The effect of music on the brain have been a subject of interest for many. The connection between the music and the mind had been held since long and have concluded that the music improves the memory.

Music is universal. Every known human culture in the world has been found to have some element of music. Music is used in a variety of social events, from weddings to funerals. It plays a major role in media, especially movies and commercial advertisements. Yet, the exact origins of music remain unknown, lost in prehistoric time. To complicate things further, music has no direct, obvious adaptive function. That is, despite what some people say about how they would die without music, humans gain no direct survival benefits from making or listening to music. This makes it harder to determine how music originated by working backwards.

There are many theories of music evolution, but three main ones will be explored: sexual selection, social cohesion, and simple side effect. These are not mutually exclusive, and it may well be that these three theories all explain some aspect of music evolution.

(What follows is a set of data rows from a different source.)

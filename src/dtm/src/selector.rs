use crate::config::OperationMode;
use crate::PortNo;

/// Everything the decision core needs to know about one tunnel pair,
/// assembled by the engine from config, vectors and the statistics cache.
/// `traffic` is bytes transmitted since the pair's baseline was captured.
#[derive(Debug, Clone)]
pub struct PairState {
    pub ports: [PortNo; 2],
    pub reference: Option<[i64; 2]>,
    pub compensation: [i64; 2],
    pub compensating: bool,
    pub traffic: [u64; 2],
}

#[derive(Debug, Clone, Copy, PartialEq, Eq)]
pub struct Verdict {
    pub port: PortNo,
    /// The compensation budget was used up by this decision; the caller must
    /// clear the pair's compensating flag and restart its baseline.
    pub compensation_ended: bool,
}

/// Normalized target shares of the pair. Falls back to an even split when no
/// reference is installed or the pair sums to zero.
fn normalized_targets(reference: Option<[i64; 2]>) -> [f64; 2] {
    match reference {
        Some([r0, r1]) if r0 + r1 > 0 => {
            let sum = (r0 + r1) as f64;
            [r0 as f64 / sum, r1 as f64 / sum]
        }
        _ => [0.5, 0.5],
    }
}

/// Picks the egress tunnel for one pair.
///
/// While a pair is compensating toward tunnel `i`, that tunnel keeps the
/// traffic until its bytes since the baseline reach `C_i / t_other`: sending
/// the raw budget would itself be split by the target ratio later, so the
/// catch-up volume is scaled up by the share the other tunnel would have
/// taken. Once the budget is exhausted the flow at hand goes to the other
/// tunnel and the caller restarts the baseline.
///
/// Outside compensation, the tunnel whose observed share of the pair's bytes
/// is not above its target share wins; without a reference the first tunnel
/// is the fixed default.
pub fn decide_pair(mode: OperationMode, pair: &PairState) -> Verdict {
    let targets = if mode.uses_reference() {
        normalized_targets(pair.reference)
    } else {
        [0.5, 0.5]
    };

    if pair.compensating {
        if let Some(i) = (0..2).find(|&i| pair.compensation[i] > 0) {
            let other = 1 - i;
            let threshold = pair.compensation[i] as f64 / targets[other];
            if (pair.traffic[i] as f64) < threshold {
                log::debug!(
                    "compensating to port {}: {} < {}",
                    pair.ports[i],
                    pair.traffic[i],
                    threshold
                );
                return Verdict {
                    port: pair.ports[i],
                    compensation_ended: false,
                };
            }
            log::debug!(
                "compensation exhausted on port {}: {} >= {}",
                pair.ports[i],
                pair.traffic[i],
                threshold
            );
            return Verdict {
                port: pair.ports[other],
                compensation_ended: true,
            };
        }
    }

    if !mode.uses_reference() {
        return Verdict {
            port: pair.ports[0],
            compensation_ended: false,
        };
    }

    let total = pair.traffic[0] + pair.traffic[1];
    if total == 0 {
        return Verdict {
            port: pair.ports[0],
            compensation_ended: false,
        };
    }
    let share = pair.traffic[0] as f64 / total as f64;
    let port = if share <= targets[0] {
        pair.ports[0]
    } else {
        pair.ports[1]
    };
    log::debug!(
        "balancing: share {:.4} target {:.4} -> port {}",
        share,
        targets[0],
        port
    );
    Verdict {
        port,
        compensation_ended: false,
    }
}

#[cfg(test)]
mod tests {
    use super::*;

    struct Trace {
        reference: [i64; 2],
        compensation: [i64; 2],
        start: [u64; 2],
        // (counters, expected port)
        states: Vec<([u64; 2], PortNo)>,
    }

    /// Replays a counter trace the way the engine drives the decision core:
    /// traffic is measured from the last baseline, and an exhausted
    /// compensation restarts the baseline at the current counters.
    fn replay(mode: OperationMode, trace: Trace) {
        let mut baseline = trace.start;
        let mut compensating = trace.compensation.iter().any(|&c| c != 0);
        for (step, (counters, expected)) in trace.states.iter().enumerate() {
            let pair = PairState {
                ports: [1, 2],
                reference: Some(trace.reference),
                compensation: trace.compensation,
                compensating,
                traffic: [
                    counters[0].saturating_sub(baseline[0]),
                    counters[1].saturating_sub(baseline[1]),
                ],
            };
            let verdict = decide_pair(mode, &pair);
            assert_eq!(
                verdict.port,
                *expected,
                "step {}: counters {:?}",
                step + 1,
                counters
            );
            if verdict.compensation_ended {
                compensating = false;
                baseline = *counters;
            }
        }
    }

    #[test]
    fn even_split_prefers_idle_tunnel() {
        replay(
            OperationMode::ReactiveWithReference,
            Trace {
                reference: [1_000_000, 1_000_000],
                compensation: [0, 0],
                start: [0, 0],
                states: vec![([1000, 0], 2)],
            },
        );
        replay(
            OperationMode::ReactiveWithReference,
            Trace {
                reference: [1_000_000, 1_000_000],
                compensation: [0, 0],
                start: [0, 0],
                states: vec![([0, 1000], 1)],
            },
        );
    }

    #[test]
    fn compensation_toward_first_tunnel() {
        replay(
            OperationMode::ReactiveWithReference,
            Trace {
                reference: [20_000_000_000, 10_000_000_000],
                compensation: [20_000_000, -20_000_000],
                start: [4_400_000_000, 5_900_000_000],
                states: vec![
                    ([4_417_000_000, 5_900_000_000], 1),
                    ([4_460_000_064, 5_900_000_000], 2),
                    ([4_460_000_064, 5_900_001_560], 1),
                    ([4_460_001_264, 5_900_001_560], 1),
                    ([4_460_007_896, 5_900_003_560], 2),
                    ([4_460_007_896, 5_900_004_560], 1),
                    ([4_460_008_096, 5_900_004_560], 1),
                    ([4_460_009_996, 5_900_004_560], 2),
                    ([4_460_009_996, 5_900_004_660], 2),
                    ([4_460_009_996, 5_900_004_860], 2),
                    ([4_460_009_996, 5_900_005_260], 1),
                    ([4_460_013_996, 5_900_005_260], 2),
                ],
            },
        );
    }

    #[test]
    fn compensation_toward_second_tunnel() {
        replay(
            OperationMode::ReactiveWithReference,
            Trace {
                reference: [20_000_000_000, 10_000_000_000],
                compensation: [-20_000_000, 20_000_000],
                start: [4_400_000_000, 5_900_000_000],
                states: vec![
                    ([4_400_000_000, 5_912_000_000], 2),
                    ([4_400_000_000, 5_930_000_064], 1),
                    ([4_400_000_233, 5_930_000_064], 2),
                    ([4_400_000_233, 5_930_000_364], 1),
                    ([4_400_001_033, 5_930_000_364], 2),
                    ([4_400_001_033, 5_930_000_964], 1),
                    ([4_400_001_233, 5_930_000_964], 1),
                    ([4_400_001_733, 5_930_000_964], 1),
                    ([4_400_002_733, 5_930_000_964], 2),
                    ([4_400_002_733, 5_930_001_964], 1),
                    ([4_400_003_755, 5_930_001_964], 1),
                    ([4_400_004_555, 5_930_001_964], 2),
                    ([4_400_004_555, 5_930_002_164], 2),
                ],
            },
        );
    }

    #[test]
    fn compensation_with_even_reference() {
        replay(
            OperationMode::ReactiveWithReference,
            Trace {
                reference: [25_000_000_000, 25_000_000_000],
                compensation: [10_000_000, -10_000_000],
                start: [6_800_000_000, 7_800_000_000],
                states: vec![
                    ([6_800_034_560, 7_800_000_000], 1),
                    ([6_800_006_788, 7_800_000_000], 1),
                    ([6_805_606_788, 7_800_000_000], 1),
                    ([6_819_606_788, 7_800_000_000], 1),
                    ([6_820_000_123, 7_800_000_000], 2),
                    ([6_820_000_123, 7_800_003_459], 1),
                    ([6_820_020_123, 7_800_003_459], 2),
                    ([6_820_020_123, 7_800_023_459], 1),
                    ([6_820_023_123, 7_800_023_459], 1),
                    ([6_820_031_123, 7_800_023_459], 2),
                    ([6_820_031_123, 7_800_043_550], 1),
                    ([6_820_071_123, 7_800_043_550], 2),
                    ([6_820_071_123, 7_800_073_470], 1),
                    ([6_820_141_117, 7_800_073_470], 2),
                ],
            },
        );
    }

    #[test]
    fn without_reference_falls_back_to_first_tunnel() {
        // Compensation still runs (with even targets), then the first tunnel
        // becomes the fixed default.
        replay(
            OperationMode::ReactiveWithoutReference,
            Trace {
                reference: [20_000_000_000, 10_000_000_000], // ignored
                compensation: [10_000_000, -10_000_000],
                start: [0, 0],
                states: vec![
                    ([5_000_000, 0], 1),
                    ([20_000_000, 0], 2), // budget / 0.5 reached
                    ([20_000_000, 1_000_000], 1),
                    ([20_000_000, 9_000_000], 1),
                ],
            },
        );
    }

    #[test]
    fn no_reference_defaults_to_even_targets() {
        let pair = PairState {
            ports: [1, 2],
            reference: None,
            compensation: [0, 0],
            compensating: false,
            traffic: [400, 600],
        };
        let verdict = decide_pair(OperationMode::ReactiveWithReference, &pair);
        assert_eq!(verdict.port, 1); // 0.4 <= 0.5
    }

    #[test]
    fn zero_total_picks_first_tunnel() {
        let pair = PairState {
            ports: [1, 2],
            reference: Some([3, 1]),
            compensation: [0, 0],
            compensating: false,
            traffic: [0, 0],
        };
        assert_eq!(
            decide_pair(OperationMode::ReactiveWithReference, &pair).port,
            1
        );
    }

    #[test]
    fn zero_sum_reference_treated_as_even() {
        let pair = PairState {
            ports: [1, 2],
            reference: Some([0, 0]),
            compensation: [0, 0],
            compensating: false,
            traffic: [600, 400],
        };
        assert_eq!(
            decide_pair(OperationMode::ReactiveWithReference, &pair).port,
            2
        );
    }
}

It is because the music calm’s one’s mind and fights against anxiety and depression. It also boosts ones’ confidence. It helps increasing the concentration levels and hence it improves the memory. It is also stated that it helps increasing the memory on Alzheimer’s disease and dementia patients. Classical music is the best choice for this purpose. It makes one learn anything easier. It boosts up one’s mind. But not every time music could have positive effects. It has been stated that some sort of sound waves are emitted from the music which could be proven hazardous for oneself. This could be possible when the sound waves get produced in high quantity possibly in listening to music in high volume. The more we get exposed to these sound waves, the more we lose ability to learn and it also affect badly on one’s behavior. Music leads to hyperactivity and aggression stated by Dr. John Diamond. To experience the positive effects of music, choose a good music only.

Since music is able to recruit and connect numerous parts of the brain, music therapy has succeeded over many other conventional forms of therapy. In particular, they are found to work well in helping treat aphasia, Parkinsonism, and dementia. In the cases of many of Sacks’ patients, individuals in the advanced stages of these disorders retained much of their ability to respond to music. “The localized speech area of the brain is the premotor zone in the brain’s dominant frontal lobe. Damage to this area can cause aphasia. "Though many patients with damage to the premotor zone can barely speak or struggle to form sentences, some still retain the ability to sing the words of songs. Therefore, it is possible for some patients to become reacquainted with speech when it is inserted into music. "The right hemisphere, which usually has only very basic speech capabilities, can be transformed by music to produce speech.’


The neural effects of music, familiar and unfamiliar, voluntary and involuntary, are universal in the human population. Regardless of musical ability, humans are united through similar neural responses to the playing, singing, and imagining of music. Music is an intrinsic part of our neural function and its recruitment of numerous parts of the brain makes its presence pervasive in our lives.